**Work order:** Only a slice of the listing below is wanted. Retype the lines from the one containing "of open assemblies." through the one containing "fn place(&mut self, datagram: &[u8], now: Instant)", exactly, both ends included.

**Given data:**
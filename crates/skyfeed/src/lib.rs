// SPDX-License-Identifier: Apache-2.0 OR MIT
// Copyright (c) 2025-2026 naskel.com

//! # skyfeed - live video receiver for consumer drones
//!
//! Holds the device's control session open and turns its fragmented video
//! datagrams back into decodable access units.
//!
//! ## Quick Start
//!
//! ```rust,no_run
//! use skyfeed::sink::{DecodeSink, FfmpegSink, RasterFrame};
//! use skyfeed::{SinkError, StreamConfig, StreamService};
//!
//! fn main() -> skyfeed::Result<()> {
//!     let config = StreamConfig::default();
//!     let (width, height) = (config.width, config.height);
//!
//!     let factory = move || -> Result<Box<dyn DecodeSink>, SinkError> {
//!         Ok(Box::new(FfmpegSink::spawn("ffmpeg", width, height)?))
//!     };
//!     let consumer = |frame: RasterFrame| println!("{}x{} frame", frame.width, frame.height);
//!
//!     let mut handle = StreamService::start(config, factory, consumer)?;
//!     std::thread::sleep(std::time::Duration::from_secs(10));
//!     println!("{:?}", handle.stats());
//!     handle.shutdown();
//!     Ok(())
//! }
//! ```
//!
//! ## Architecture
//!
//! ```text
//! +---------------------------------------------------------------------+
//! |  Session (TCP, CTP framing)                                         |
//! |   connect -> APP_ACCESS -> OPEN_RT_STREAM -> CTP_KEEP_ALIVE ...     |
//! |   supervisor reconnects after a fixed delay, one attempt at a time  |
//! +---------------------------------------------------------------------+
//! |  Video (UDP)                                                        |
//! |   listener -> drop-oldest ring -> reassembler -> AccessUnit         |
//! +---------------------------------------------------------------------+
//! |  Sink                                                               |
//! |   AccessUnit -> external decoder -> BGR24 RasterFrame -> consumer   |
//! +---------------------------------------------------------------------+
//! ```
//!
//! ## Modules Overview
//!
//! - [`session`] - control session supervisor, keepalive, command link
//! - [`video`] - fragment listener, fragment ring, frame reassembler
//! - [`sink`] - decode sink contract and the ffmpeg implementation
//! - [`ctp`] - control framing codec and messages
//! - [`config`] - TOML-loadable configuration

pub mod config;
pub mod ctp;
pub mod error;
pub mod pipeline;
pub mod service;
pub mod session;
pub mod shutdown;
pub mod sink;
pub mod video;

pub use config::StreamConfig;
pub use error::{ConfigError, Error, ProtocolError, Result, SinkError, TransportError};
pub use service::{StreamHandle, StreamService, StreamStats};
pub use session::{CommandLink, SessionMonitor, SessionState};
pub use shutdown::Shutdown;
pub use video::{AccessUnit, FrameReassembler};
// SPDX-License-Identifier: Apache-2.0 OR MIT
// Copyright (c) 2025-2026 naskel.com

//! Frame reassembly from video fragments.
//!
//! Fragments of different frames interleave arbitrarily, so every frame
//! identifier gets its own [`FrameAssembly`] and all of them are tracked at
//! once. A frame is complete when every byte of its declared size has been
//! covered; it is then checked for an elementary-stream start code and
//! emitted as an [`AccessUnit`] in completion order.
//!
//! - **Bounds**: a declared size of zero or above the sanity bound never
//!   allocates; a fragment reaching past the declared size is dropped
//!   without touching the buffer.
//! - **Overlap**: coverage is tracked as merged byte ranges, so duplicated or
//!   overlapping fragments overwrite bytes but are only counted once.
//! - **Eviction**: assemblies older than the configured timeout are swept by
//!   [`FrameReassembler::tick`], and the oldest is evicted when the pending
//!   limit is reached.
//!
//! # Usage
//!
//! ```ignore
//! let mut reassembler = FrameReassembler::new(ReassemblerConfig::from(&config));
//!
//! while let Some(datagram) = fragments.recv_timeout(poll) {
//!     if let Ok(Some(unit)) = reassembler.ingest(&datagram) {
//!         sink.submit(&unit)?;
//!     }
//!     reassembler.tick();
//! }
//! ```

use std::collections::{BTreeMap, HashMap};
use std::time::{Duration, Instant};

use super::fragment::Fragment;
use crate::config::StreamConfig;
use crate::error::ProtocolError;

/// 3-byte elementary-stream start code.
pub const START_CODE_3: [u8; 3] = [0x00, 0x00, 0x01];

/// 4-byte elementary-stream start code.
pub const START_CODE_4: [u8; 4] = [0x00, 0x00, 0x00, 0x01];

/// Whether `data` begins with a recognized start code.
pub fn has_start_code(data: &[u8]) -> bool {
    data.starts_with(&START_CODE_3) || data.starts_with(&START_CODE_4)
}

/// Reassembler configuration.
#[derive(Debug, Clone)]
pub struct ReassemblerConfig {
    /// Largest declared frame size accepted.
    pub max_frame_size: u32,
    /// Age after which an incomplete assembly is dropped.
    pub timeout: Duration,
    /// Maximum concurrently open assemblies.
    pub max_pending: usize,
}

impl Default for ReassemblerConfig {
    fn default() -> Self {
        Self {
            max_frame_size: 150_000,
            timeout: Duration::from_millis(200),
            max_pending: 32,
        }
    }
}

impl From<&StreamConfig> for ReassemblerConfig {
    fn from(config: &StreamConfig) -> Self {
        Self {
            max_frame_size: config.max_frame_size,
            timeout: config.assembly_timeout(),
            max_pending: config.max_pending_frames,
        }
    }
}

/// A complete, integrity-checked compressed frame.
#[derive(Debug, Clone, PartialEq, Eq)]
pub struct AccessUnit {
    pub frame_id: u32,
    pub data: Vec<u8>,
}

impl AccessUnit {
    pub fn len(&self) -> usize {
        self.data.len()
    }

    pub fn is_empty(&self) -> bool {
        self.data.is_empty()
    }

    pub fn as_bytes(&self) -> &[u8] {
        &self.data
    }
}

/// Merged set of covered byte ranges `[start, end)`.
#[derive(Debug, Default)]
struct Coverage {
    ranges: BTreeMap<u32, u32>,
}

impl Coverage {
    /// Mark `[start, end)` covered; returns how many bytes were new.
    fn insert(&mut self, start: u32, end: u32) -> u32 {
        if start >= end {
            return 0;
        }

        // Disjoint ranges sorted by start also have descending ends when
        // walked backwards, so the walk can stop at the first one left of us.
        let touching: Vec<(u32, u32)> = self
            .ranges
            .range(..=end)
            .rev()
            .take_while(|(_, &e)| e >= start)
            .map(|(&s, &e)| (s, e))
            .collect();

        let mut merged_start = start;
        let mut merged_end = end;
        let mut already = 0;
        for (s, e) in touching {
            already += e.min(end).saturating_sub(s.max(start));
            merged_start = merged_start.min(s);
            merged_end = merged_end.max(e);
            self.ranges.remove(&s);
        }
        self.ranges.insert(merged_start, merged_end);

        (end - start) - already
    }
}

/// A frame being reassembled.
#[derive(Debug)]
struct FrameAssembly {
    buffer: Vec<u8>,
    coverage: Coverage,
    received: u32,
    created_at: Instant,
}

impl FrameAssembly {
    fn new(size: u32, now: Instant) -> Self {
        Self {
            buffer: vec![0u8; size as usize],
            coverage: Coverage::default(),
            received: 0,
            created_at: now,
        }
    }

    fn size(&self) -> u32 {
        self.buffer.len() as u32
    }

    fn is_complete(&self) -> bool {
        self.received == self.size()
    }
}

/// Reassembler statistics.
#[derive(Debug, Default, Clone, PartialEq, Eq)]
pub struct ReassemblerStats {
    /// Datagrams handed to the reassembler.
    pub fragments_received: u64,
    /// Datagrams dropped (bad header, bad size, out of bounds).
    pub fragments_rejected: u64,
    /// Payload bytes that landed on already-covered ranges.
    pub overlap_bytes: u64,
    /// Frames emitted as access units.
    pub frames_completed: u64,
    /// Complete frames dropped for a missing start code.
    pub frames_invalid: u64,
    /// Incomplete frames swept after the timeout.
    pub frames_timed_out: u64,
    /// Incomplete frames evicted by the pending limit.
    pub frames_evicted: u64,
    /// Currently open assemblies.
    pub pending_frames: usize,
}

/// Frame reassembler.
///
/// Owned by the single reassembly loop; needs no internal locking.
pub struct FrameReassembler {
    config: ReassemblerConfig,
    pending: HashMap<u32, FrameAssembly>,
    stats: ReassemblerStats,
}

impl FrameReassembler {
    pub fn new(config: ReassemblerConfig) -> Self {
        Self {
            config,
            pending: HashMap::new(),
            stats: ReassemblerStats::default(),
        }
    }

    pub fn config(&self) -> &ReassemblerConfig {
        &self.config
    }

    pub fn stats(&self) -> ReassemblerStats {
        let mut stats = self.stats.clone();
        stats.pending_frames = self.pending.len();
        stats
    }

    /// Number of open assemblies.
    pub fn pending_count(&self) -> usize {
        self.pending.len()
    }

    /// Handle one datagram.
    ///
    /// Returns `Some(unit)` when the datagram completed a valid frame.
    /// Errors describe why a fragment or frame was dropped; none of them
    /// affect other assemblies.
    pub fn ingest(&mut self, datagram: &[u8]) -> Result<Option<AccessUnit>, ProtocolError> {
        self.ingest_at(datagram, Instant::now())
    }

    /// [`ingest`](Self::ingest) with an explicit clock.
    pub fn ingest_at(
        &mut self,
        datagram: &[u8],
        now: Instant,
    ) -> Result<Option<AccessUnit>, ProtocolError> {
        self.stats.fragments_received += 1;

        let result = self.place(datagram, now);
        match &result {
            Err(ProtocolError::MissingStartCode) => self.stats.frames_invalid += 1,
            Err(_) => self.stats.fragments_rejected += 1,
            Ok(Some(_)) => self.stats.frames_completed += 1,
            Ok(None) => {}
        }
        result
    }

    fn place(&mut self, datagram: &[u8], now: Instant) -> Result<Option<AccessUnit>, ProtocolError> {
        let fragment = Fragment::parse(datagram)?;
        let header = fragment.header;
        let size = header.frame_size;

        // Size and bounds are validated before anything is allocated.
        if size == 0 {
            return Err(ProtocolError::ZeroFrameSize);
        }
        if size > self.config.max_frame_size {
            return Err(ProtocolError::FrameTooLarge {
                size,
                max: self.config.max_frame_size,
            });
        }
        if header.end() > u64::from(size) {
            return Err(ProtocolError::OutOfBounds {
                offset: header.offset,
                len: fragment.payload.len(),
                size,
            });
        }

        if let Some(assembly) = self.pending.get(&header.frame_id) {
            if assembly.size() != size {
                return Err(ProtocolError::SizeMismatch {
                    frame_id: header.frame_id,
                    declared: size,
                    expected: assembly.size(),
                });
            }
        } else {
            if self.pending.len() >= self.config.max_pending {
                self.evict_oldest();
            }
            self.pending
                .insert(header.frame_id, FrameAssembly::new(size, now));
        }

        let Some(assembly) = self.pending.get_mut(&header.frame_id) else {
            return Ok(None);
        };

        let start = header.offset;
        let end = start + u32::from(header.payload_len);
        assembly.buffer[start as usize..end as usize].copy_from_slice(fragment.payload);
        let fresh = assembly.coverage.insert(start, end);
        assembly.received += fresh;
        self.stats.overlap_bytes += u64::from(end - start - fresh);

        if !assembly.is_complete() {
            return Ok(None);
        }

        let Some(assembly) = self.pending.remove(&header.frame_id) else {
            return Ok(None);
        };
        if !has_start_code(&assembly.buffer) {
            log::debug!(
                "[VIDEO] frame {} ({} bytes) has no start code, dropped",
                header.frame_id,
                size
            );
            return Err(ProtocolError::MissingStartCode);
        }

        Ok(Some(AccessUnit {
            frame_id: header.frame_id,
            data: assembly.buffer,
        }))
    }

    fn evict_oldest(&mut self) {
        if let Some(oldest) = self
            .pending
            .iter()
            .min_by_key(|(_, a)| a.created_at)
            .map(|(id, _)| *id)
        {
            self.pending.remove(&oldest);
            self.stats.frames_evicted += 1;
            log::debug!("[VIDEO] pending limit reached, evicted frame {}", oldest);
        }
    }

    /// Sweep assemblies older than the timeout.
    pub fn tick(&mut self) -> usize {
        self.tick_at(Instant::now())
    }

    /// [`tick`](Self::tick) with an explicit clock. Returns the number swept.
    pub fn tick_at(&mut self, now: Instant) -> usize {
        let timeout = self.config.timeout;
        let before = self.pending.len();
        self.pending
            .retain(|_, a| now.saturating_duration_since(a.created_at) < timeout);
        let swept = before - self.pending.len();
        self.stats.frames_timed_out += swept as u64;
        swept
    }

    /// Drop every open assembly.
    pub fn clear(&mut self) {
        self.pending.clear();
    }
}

**The completed task:**
    /// Number of open assemblies.
    pub fn pending_count(&self) -> usize {
        self.pending.len()
    }

    /// Handle one datagram.
    ///
    /// Returns `Some(unit)` when the datagram completed a valid frame.
    /// Errors describe why a fragment or frame was dropped; none of them
    /// affect other assemblies.
    pub fn ingest(&mut self, datagram: &[u8]) -> Result<Option<AccessUnit>, ProtocolError> {
        self.ingest_at(datagram, Instant::now())
    }

    /// [`ingest`](Self::ingest) with an explicit clock.
    pub fn ingest_at(
        &mut self,
        datagram: &[u8],
        now: Instant,
    ) -> Result<Option<AccessUnit>, ProtocolError> {
        self.stats.fragments_received += 1;

        let result = self.place(datagram, now);
        match &result {
            Err(ProtocolError::MissingStartCode) => self.stats.frames_invalid += 1,
            Err(_) => self.stats.fragments_rejected += 1,
            Ok(Some(_)) => self.stats.frames_completed += 1,
            Ok(None) => {}
        }
        result
    }

    fn place(&mut self, datagram: &[u8], now: Instant) -> Result<Option<AccessUnit>, ProtocolError> {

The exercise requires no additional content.